The leading industries reflected in the survey are the same ones that have dominated the past 12 months in M&A: health care, technology and consumer services.
Actavis Plc, Kinder Morgan Inc., Medtronic Plc and Walgreens Boots Alliance Inc. were among the 20 companies with the largest relative increases in market value in the year through March, the report shows, adding a combined $217 billion to their capitalizations at least partly through multibillion-dollar acquisitions. The survey results also include what’s known as organic growth, for example through increasing sales or opening new stores.
Alibaba Group Holding Ltd., which went public in September with a record $25 billion IPO in the U.S., joined the top 100 list at No. 22, based on companies’ market valuations at the end of March. The Chinese e-commerce giant is the largest of the new entrants, valued at about $205 billion at the time of the survey — and more than $220 billion as of Monday’s close.
Apple Inc. kept its crown as the highest valued company in the world, worth $725 billion at the end of March — almost double its nearest competitor, Google Inc., which bumped Exxon Mobil Corp. into third place. U.S. companies dominate the list, taking seven of the top 10 spots.

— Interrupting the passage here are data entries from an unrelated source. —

//! Spec transpiler for predicate trees.
//!
//! Converts a predicate tree into the generic nested-mapping filter spec
//! consumed by the downstream query-building layer.


use serde_json::Map;

use crate::ast::Predicate;

/// The generic nested-mapping form of a filter.
///
/// Leaves translate to `{"field": ..., "op": ..., "value": ...}` (the `value`
/// key is absent for operand-less operators); branches translate to a
/// single-key mapping from the operator token to the sequence of translated
/// children. Key names and operator tokens are a wire contract with the
/// query-building layer.
pub type FilterSpec = Map<String, serde_json::Value>;

/// Trait for converting a predicate tree to its filter spec.
pub trait ToSpec {
    /// Translate this node (and everything under it) to a [`FilterSpec`].
    fn to_spec(&self) -> FilterSpec;
}

impl ToSpec for Predicate {
    fn to_spec(&self) -> FilterSpec {
        let token = self.token();
        let mut spec = FilterSpec::new();
        match self {
            // Leaves with one comparison value
            Predicate::Equal { field, value }
            | Predicate::Greater { field, value }
            | Predicate::GreaterOrEqual { field, value }
            | Predicate::Lesser { field, value }
            | Predicate::LesserOrEqual { field, value } => {
                spec.insert("field".to_string(), field.clone().into());
                spec.insert("op".to_string(), token.into());
                spec.insert("value".to_string(), value.into());
            }
            // Leaf with an ordered value list
            Predicate::In { field, values } => {
                spec.insert("field".to_string(), field.clone().into());
                spec.insert("op".to_string(), token.into());
                spec.insert(
                    "value".to_string(),
                    serde_json::Value::Array(values.iter().map(Into::into).collect()),
                );
            }
            // Leaf with no comparison value: no "value" key at all
            Predicate::Empty { field } => {
                spec.insert("field".to_string(), field.clone().into());
                spec.insert("op".to_string(), token.into());
            }
            // Single-child branch: the child still lands in a one-element list
            Predicate::Not(child) => {
                spec.insert(
                    token.to_string(),
                    serde_json::Value::Array(vec![child.to_spec().into()]),
                );
            }
            // Multi-child branches, child order preserved
            Predicate::And(children) | Predicate::Or(children) => {
                spec.insert(
                    token.to_string(),
                    serde_json::Value::Array(
                        children.iter().map(|c| c.to_spec().into()).collect(),
                    ),
                );
            }
        }
        spec
    }
}
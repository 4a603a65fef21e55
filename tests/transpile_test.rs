//! End-to-end tests over the public API: build filter trees with the
//! builders, transpile them, and check the exact spec handed downstream.

use pretty_assertions::assert_eq;
use serde_json::json;
use sift_core::prelude::*;

#[test]
fn test_realistic_filter_tree() {
    let filter = and(vec![
        ge("age", 18).unwrap(),
        or(vec![
            is_in("role", vec!["admin", "staff"]).unwrap(),
            not(is_null("verified_at").unwrap()),
        ]),
        lt("failed_logins", 5).unwrap(),
    ]);

    assert_eq!(
        serde_json::Value::Object(filter.to_spec()),
        json!({"and": [
            {"field": "age", "op": "ge", "value": 18},
            {"or": [
                {"field": "role", "op": "in", "value": ["admin", "staff"]},
                {"not": [{"field": "verified_at", "op": "is_null"}]},
            ]},
            {"field": "failed_logins", "op": "lt", "value": 5},
        ]})
    );
}

#[test]
fn test_every_operator_appears_with_its_token() {
    let filter = or(vec![
        eq("a", 1).unwrap(),
        gt("b", 2).unwrap(),
        ge("c", 3).unwrap(),
        lt("d", 4).unwrap(),
        le("e", 5).unwrap(),
        is_null("f").unwrap(),
        is_in("g", vec![6, 7]).unwrap(),
        not(eq("h", 8).unwrap()),
        and(vec![]),
    ]);

    let rendered = serde_json::to_string(&serde_json::Value::Object(filter.to_spec())).unwrap();
    for token in ["\"eq\"", "\"gt\"", "\"ge\"", "\"lt\"", "\"le\"", "\"is_null\"", "\"in\""] {
        assert!(rendered.contains(token), "missing {token} in {rendered}");
    }
    for key in ["\"or\":", "\"not\":", "\"and\":"] {
        assert!(rendered.contains(key), "missing {key} in {rendered}");
    }
}

#[test]
fn test_predicate_serde_round_trip() {
    let filter = and(vec![
        is_in("tags", vec!["red", "green", "blue"]).unwrap(),
        not(le("count", 10).unwrap()),
        or(vec![is_null("archived_at").unwrap()]),
    ]);

    let encoded = serde_json::to_string(&filter).unwrap();
    let decoded: Predicate = serde_json::from_str(&encoded).unwrap();
    assert_eq!(decoded, filter);
    // Round-tripping keeps the spec identical too (value order included)
    assert_eq!(decoded.to_spec(), filter.to_spec());
}

#[test]
fn test_dynamic_construction_path() {
    // The shape a request parser would take: operator tag + loose operands.
    let filter = Predicate::branch(
        BranchOp::And,
        vec![
            Predicate::leaf(LeafOp::Greater, "y", Operands::Single(Value::Int(5))).unwrap(),
            Predicate::leaf(LeafOp::Empty, "z", Operands::None).unwrap(),
        ],
    )
    .unwrap();

    assert_eq!(
        serde_json::Value::Object(filter.to_spec()),
        json!({"and": [
            {"field": "y", "op": "gt", "value": 5},
            {"field": "z", "op": "is_null"},
        ]})
    );
}

#[test]
fn test_construction_failures_surface_before_translation() {
    assert_eq!(is_null("").unwrap_err(), PredicateError::EmptyField);

    let err = Predicate::leaf(LeafOp::In, "x", Operands::Single(Value::Int(1))).unwrap_err();
    assert!(matches!(err, PredicateError::OperandMismatch { .. }));

    let err = Predicate::branch(BranchOp::Not, vec![]).unwrap_err();
    assert!(matches!(err, PredicateError::ChildMismatch { found: 0, .. }));
}
//! Construction errors for predicate trees.

use thiserror::Error;

use crate::ast::{Arity, BranchOp, PredicateOp};

/// Errors raised while constructing a predicate.
///
/// All of these are structural: they fire at construction time, never during
/// translation. Semantic checks (field existence, value typing) are the
/// responsibility of the layer consuming the generated spec.
#[derive(Debug, Clone, PartialEq, Error)]
pub enum PredicateError {
    /// A leaf predicate was given an empty field name.
    #[error("leaf predicate requires a non-empty field name")]
    EmptyField,

    /// The operand payload does not match the operator's arity.
    #[error("operand arity mismatch for operator `{op}`: expected {expected}, got {found}")]
    OperandMismatch {
        op: PredicateOp,
        expected: Arity,
        found: Arity,
    },

    /// A branch combinator was given the wrong number of children.
    #[error("operator `{op}` takes exactly {expected} child predicate(s), got {found}")]
    ChildMismatch {
        op: BranchOp,
        expected: usize,
        found: usize,
    },
}

#[cfg(test)]
mod tests {
    use super::*;
    use crate::ast::LeafOp;

    #[test]
    fn test_error_display() {
        assert!(PredicateError::EmptyField.to_string().contains("non-empty field"));

        let err = PredicateError::OperandMismatch {
            op: LeafOp::In.into(),
            expected: Arity::Multi,
            found: Arity::None,
        };
        assert_eq!(
            err.to_string(),
            "operand arity mismatch for operator `in`: expected multi, got none"
        );

        let err = PredicateError::ChildMismatch {
            op: BranchOp::Not,
            expected: 1,
            found: 3,
        };
        assert_eq!(
            err.to_string(),
            "operator `not` takes exactly 1 child predicate(s), got 3"
        );
    }
}
//! Grid-engine resource records.

use serde::Deserialize;

/// Backend-wide settings from the `qsub_general` config section.
#[derive(Debug, Clone, Deserialize)]
pub struct QsubGeneral {
    /// Wrapper script handed to qsub ahead of the job script.
    pub wrapper_script: String,
}

/// Per-rule resources from a `schedule_*` config entry.
#[derive(Debug, Clone, Deserialize)]
pub struct QsubResources {
    /// Target queue.
    pub queue: String,

    /// Slots requested in the smp parallel environment.
    pub threads: u32,

    /// Free-form flags appended to the command line.
    #[serde(default)]
    pub extra_parameters: String,
}
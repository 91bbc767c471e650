//! Slurm submission adapter for snakemake.
//!
//! Wire into the engine with:
//!
//! ```text
//! snakemake -j 99 --immediate-submit --cluster 'snakesub-sbatch {dependencies}'
//! ```
//!
//! Prints the sbatch-assigned job id on stdout; everything else goes to
//! stderr. Exits 2 when the job could not be turned into a submission.

use clap::Parser;
use miette::{IntoDiagnostic, Result};
use snakesub::submit;
use snakesub_cli::Args;
use snakesub_config::ClusterConfig;
use snakesub_core::ClusterBackend;
use snakesub_slurm::Slurm;

#[tokio::main]
async fn main() -> Result<()> {
    let args = Args::parse();
    let (dependencies, script) = match args.job_inputs() {
        Ok(inputs) => inputs,
        Err(err) => {
            eprintln!("{err}");
            std::process::exit(2);
        }
    };

    let config_path = args.config_path("config_sbatch.json");
    let config: ClusterConfig<_, _> =
        ClusterConfig::load(&config_path, Slurm::GENERAL_SECTION).into_diagnostic()?;

    match submit::run::<Slurm>(&script, dependencies, &config).await {
        Ok(job_id) => {
            // snakemake parses stdout for the id to thread {dependencies}
            println!("{job_id}");
            Ok(())
        }
        Err(err) => {
            eprintln!("{err}");
            std::process::exit(2);
        }
    }
}
//! Configuration table types and rule resolution.

use serde::Deserialize;
use std::collections::HashMap;
use thiserror::Error;

/// Prefix of every per-rule key in the config file.
pub const SCHEDULE_PREFIX: &str = "schedule_";

/// One `schedule_*` entry: either a concrete resource record or the name
/// of another `schedule_*` key to use instead.
#[derive(Debug, Clone, Deserialize)]
#[serde(untagged)]
pub enum RuleEntry<R> {
    /// Alias of another rule's entry. Followed for one hop only.
    Redirect(String),
    /// Concrete resource record.
    Resources(R),
}

#[derive(Error, Debug)]
pub enum ResolveError {
    #[error("No schedule config found for {0}")]
    UndefinedJobRule(String),
    #[error("{key} redirects to {target}, which is itself a redirect")]
    NestedRedirect { key: String, target: String },
}

/// Loaded cluster configuration for one backend.
///
/// `G` is the backend's general section, `R` its per-rule resource record.
#[derive(Debug, Clone)]
pub struct ClusterConfig<G, R> {
    /// Backend-wide settings.
    pub general: G,

    /// `schedule_*` entries keyed by their full config key.
    pub rules: HashMap<String, RuleEntry<R>>,
}

impl<G, R> ClusterConfig<G, R> {
    /// Resolve the effective resource record for a rule.
    ///
    /// Looks up `schedule_<rule>` and follows at most one redirect. A
    /// redirect target must be a concrete record; a missing target fails
    /// naming the target, and a second-level redirect is rejected outright.
    pub fn resolve(&self, rule: &str) -> Result<&R, ResolveError> {
        let key = format!("{SCHEDULE_PREFIX}{rule}");
        match self.rules.get(&key) {
            None => Err(ResolveError::UndefinedJobRule(key)),
            Some(RuleEntry::Resources(resources)) => Ok(resources),
            Some(RuleEntry::Redirect(target)) => match self.rules.get(target) {
                None => Err(ResolveError::UndefinedJobRule(target.clone())),
                Some(RuleEntry::Resources(resources)) => Ok(resources),
                Some(RuleEntry::Redirect(_)) => Err(ResolveError::NestedRedirect {
                    key,
                    target: target.clone(),
                }),
            },
        }
    }
}
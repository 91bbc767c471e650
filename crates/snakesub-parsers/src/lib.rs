//! Shared helpers for driving scheduler submission tools.
//!
//! Used by both snakesub-gridengine and snakesub-slurm to execute the
//! built command line and to pick the job id out of the tool's banner
//! text.

pub mod command;

pub use command::{run_submission, CommandError};

/// N-th whitespace-delimited token of the captured output, 0-based.
pub fn nth_token(text: &str, index: usize) -> Option<&str> {
    text.split_whitespace().nth(index)
}

/// Last whitespace-delimited token of the captured output.
pub fn last_token(text: &str) -> Option<&str> {
    text.split_whitespace().last()
}
//! Slurm resource records.

use serde::Deserialize;

/// Backend-wide settings from the `sbatch_general` config section.
#[derive(Debug, Clone, Deserialize)]
pub struct SbatchGeneral {
    /// Wrapper script handed to sbatch ahead of the job script.
    pub wrapper_script: String,

    /// Account jobs are billed to.
    pub account: String,
}

/// Per-rule resources from a `schedule_*` config entry.
#[derive(Debug, Clone, Deserialize)]
pub struct SbatchResources {
    /// Target partition.
    pub partition: String,

    /// Cores requested with `-n`.
    pub cores: u32,

    /// Time limit, split the way the config file spells it.
    pub days: u32,
    pub hours: u32,
    pub minutes: u32,

    /// Free-form flags appended to the command line.
    #[serde(default)]
    pub extra_parameters: String,
}

impl SbatchResources {
    /// Time limit in sbatch's `D-H:M:S` form, seconds pinned to zero.
    pub fn time_limit(&self) -> String {
        format!("{}-{}:{}:00", self.days, self.hours, self.minutes)
    }
}
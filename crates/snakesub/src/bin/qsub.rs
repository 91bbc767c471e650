//! Grid-engine submission adapter for snakemake.
//!
//! Wire into the engine with:
//!
//! ```text
//! snakemake -j 99 --immediate-submit --cluster 'snakesub-qsub {dependencies}'
//! ```
//!
//! Prints the qsub-assigned job id on stdout; everything else goes to
//! stderr. Exits 2 when the job could not be turned into a submission.

use clap::Parser;
use miette::{IntoDiagnostic, Result};
use snakesub::submit;
use snakesub_cli::Args;
use snakesub_config::ClusterConfig;
use snakesub_core::ClusterBackend;
use snakesub_gridengine::GridEngine;

#[tokio::main]
async fn main() -> Result<()> {
    let args = Args::parse();
    let (dependencies, script) = match args.job_inputs() {
        Ok(inputs) => inputs,
        Err(err) => {
            eprintln!("{err}");
            std::process::exit(2);
        }
    };

    let config_path = args.config_path("config_qsub.json");
    let config: ClusterConfig<_, _> =
        ClusterConfig::load(&config_path, GridEngine::GENERAL_SECTION).into_diagnostic()?;

    match submit::run::<GridEngine>(&script, dependencies, &config).await {
        Ok(job_id) => {
            // snakemake parses stdout for the id to thread {dependencies}
            println!("{job_id}");
            Ok(())
        }
        Err(err) => {
            eprintln!("{err}");
            std::process::exit(2);
        }
    }
}
//! sbatch command construction and banner parsing.

use crate::types::{SbatchGeneral, SbatchResources};
use snakesub_core::{ClusterBackend, JobScript};
use snakesub_parsers::last_token;

/// The Slurm backend, submitting through sbatch.
pub struct Slurm;

impl ClusterBackend for Slurm {
    const GENERAL_SECTION: &'static str = "sbatch_general";

    type General = SbatchGeneral;
    type Resources = SbatchResources;

    /// `-d afterok:5,afterok:7` — every id gets its own `afterok:` prefix,
    /// so the job is released only once all of them completed successfully.
    /// What happens to the job when a dependency fails is the scheduler's
    /// policy, not the adapter's.
    fn encode_dependencies(deps: &[u64]) -> String {
        if deps.is_empty() {
            return String::new();
        }
        let holds: Vec<String> = deps.iter().map(|id| format!("afterok:{id}")).collect();
        format!("-d {}", holds.join(","))
    }

    fn build_command(job: &JobScript, general: &SbatchGeneral, resources: &SbatchResources) -> String {
        let parts = [
            format!("sbatch --output={}", job.log_path("slurm.out")),
            Self::encode_dependencies(job.dependency_ids()),
            format!(
                "-A {} -p {} -n {} -t {} -J {}",
                general.account,
                resources.partition,
                resources.cores,
                resources.time_limit(),
                job.job_name()
            ),
            resources.extra_parameters.clone(),
            format!("{} '{}'", general.wrapper_script, job.path),
        ];
        parts
            .into_iter()
            .filter(|part| !part.is_empty())
            .collect::<Vec<_>>()
            .join(" ")
    }

    /// sbatch acknowledges with `Submitted batch job <id>`; the id is the
    /// last token.
    fn extract_job_id(output: &str) -> Option<u64> {
        last_token(output)?.parse().ok()
    }
}

#[cfg(test)]
mod tests {
    use super::*;
    use camino::Utf8PathBuf;

    fn job(outputs: Vec<&str>, dependencies: Option<Vec<u64>>) -> JobScript {
        JobScript {
            path: Utf8PathBuf::from(".snakemake/tmp.abc/snakejob.call.2.sh"),
            rule: "call".to_string(),
            inputs: vec!["aligned/s1.bam".to_string()],
            outputs: outputs.into_iter().map(String::from).collect(),
            dependencies,
        }
    }

    fn general() -> SbatchGeneral {
        SbatchGeneral {
            wrapper_script: "node_wrapper.sh".to_string(),
            account: "b2010001".to_string(),
        }
    }

    fn resources() -> SbatchResources {
        SbatchResources {
            partition: "core".to_string(),
            cores: 2,
            days: 0,
            hours: 12,
            minutes: 0,
            extra_parameters: String::new(),
        }
    }

    #[test]
    fn test_encode_dependencies_empty() {
        assert_eq!(Slurm::encode_dependencies(&[]), "");
    }

    #[test]
    fn test_encode_dependencies_prefixes_each_id() {
        assert_eq!(
            Slurm::encode_dependencies(&[5, 7]),
            "-d afterok:5,afterok:7"
        );
    }

    #[test]
    fn test_build_command() {
        let job = job(vec!["calls/s1.vcf"], Some(vec![11]));
        let cmd = Slurm::build_command(&job, &general(), &resources());
        assert_eq!(
            cmd,
            "sbatch --output=calls/s1.vcf-slurm.out -d afterok:11 \
             -A b2010001 -p core -n 2 -t 0-12:0:00 -J snakemake_call \
             node_wrapper.sh '.snakemake/tmp.abc/snakejob.call.2.sh'"
        );
    }

    #[test]
    fn test_build_command_fallback_log_name() {
        let job = job(vec![], None);
        let cmd = Slurm::build_command(&job, &general(), &resources());
        assert!(cmd.starts_with("sbatch --output=snakemake-call-slurm.out -A b2010001"));
    }

    #[test]
    fn test_build_command_with_extra_parameters() {
        let job = job(vec!["calls/s1.vcf"], None);
        let mut resources = resources();
        resources.extra_parameters = "--qos=short".to_string();
        let cmd = Slurm::build_command(&job, &general(), &resources);
        assert!(cmd.contains("-J snakemake_call --qos=short node_wrapper.sh"));
    }

    #[test]
    fn test_extract_job_id() {
        assert_eq!(Slurm::extract_job_id("Submitted batch job 98765"), Some(98765));
        assert_eq!(Slurm::extract_job_id("Submitted batch job 98765\n"), Some(98765));
    }

    #[test]
    fn test_extract_job_id_rejection() {
        assert_eq!(
            Slurm::extract_job_id("sbatch: error: invalid partition specified"),
            None
        );
        assert_eq!(Slurm::extract_job_id(""), None);
    }
}
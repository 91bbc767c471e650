//! CLI argument parsing shared by the snakesub binaries.

use camino::Utf8PathBuf;
use clap::Parser;
use thiserror::Error;

#[derive(Error, Debug)]
pub enum ArgsError {
    #[error("missing job script argument")]
    MissingScript,
    #[error("dependency id '{0}' is not a job id")]
    InvalidDependency(String),
}

/// Invocation: `<binary> [dependency-id ...] <job-script-path>`.
///
/// Snakemake expands `{dependencies}` to the ids this adapter printed for
/// the job's prerequisites and appends the generated script path last, so
/// the positionals arrive as one list and are split at the end.
#[derive(Parser, Debug)]
#[command(name = "snakesub")]
#[command(about = "Submit snakemake jobs to a cluster scheduler")]
pub struct Args {
    /// Dependency job ids followed by the snakemake-generated job script
    #[arg(required = true)]
    pub inputs: Vec<String>,

    /// Cluster config file, overriding the backend default
    #[arg(long)]
    pub config: Option<Utf8PathBuf>,
}

impl Args {
    /// Split the positionals into dependency ids and the script path.
    pub fn job_inputs(&self) -> Result<(Vec<u64>, Utf8PathBuf), ArgsError> {
        let (script, deps) = self.inputs.split_last().ok_or(ArgsError::MissingScript)?;
        let dependencies = deps
            .iter()
            .map(|dep| {
                dep.parse()
                    .map_err(|_| ArgsError::InvalidDependency(dep.clone()))
            })
            .collect::<Result<Vec<u64>, _>>()?;
        Ok((dependencies, Utf8PathBuf::from(script)))
    }

    /// Config file path, falling back to the backend default.
    pub fn config_path(&self, default: &str) -> Utf8PathBuf {
        self.config
            .clone()
            .unwrap_or_else(|| Utf8PathBuf::from(default))
    }
}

“U.S. corporates have more aggressively used their scale and relatively higher valuations to increase their growth through strategic acquisitions,” said Clifford Tompsett, capital markets partner at PwC. “With these advantages, risk appetite and drive, other countries will have their work cut out to compete.”
Of the 20 global firms with the largest drop in market value for the year through March, the top three were energy firms as oil prices fell. Exxon Mobil lost the most, with a $59 billion decline in value. BHP Billiton Ltd. shrunk by $56 billion and BP Plc lost $38 billion in market capitalization. Royal Dutch Shell Plc, fourth on the list, dropping 15 notches on the overall ranking of the world’s biggest companies, may regain some ground next year after agreeing to buy BG Group Plc for about $70 billion in April.
Of the 10 telecommunications companies listed in the top 100 in 2009, the first year the survey took place, just four remain: China Mobile Ltd., Verizon Communications Inc., AT&T Inc. and Vodafone Group Plc. Among those that have dropped off: Telefonica SA, Orange SA, America Movil de SAB and Deutsche Telekom AG.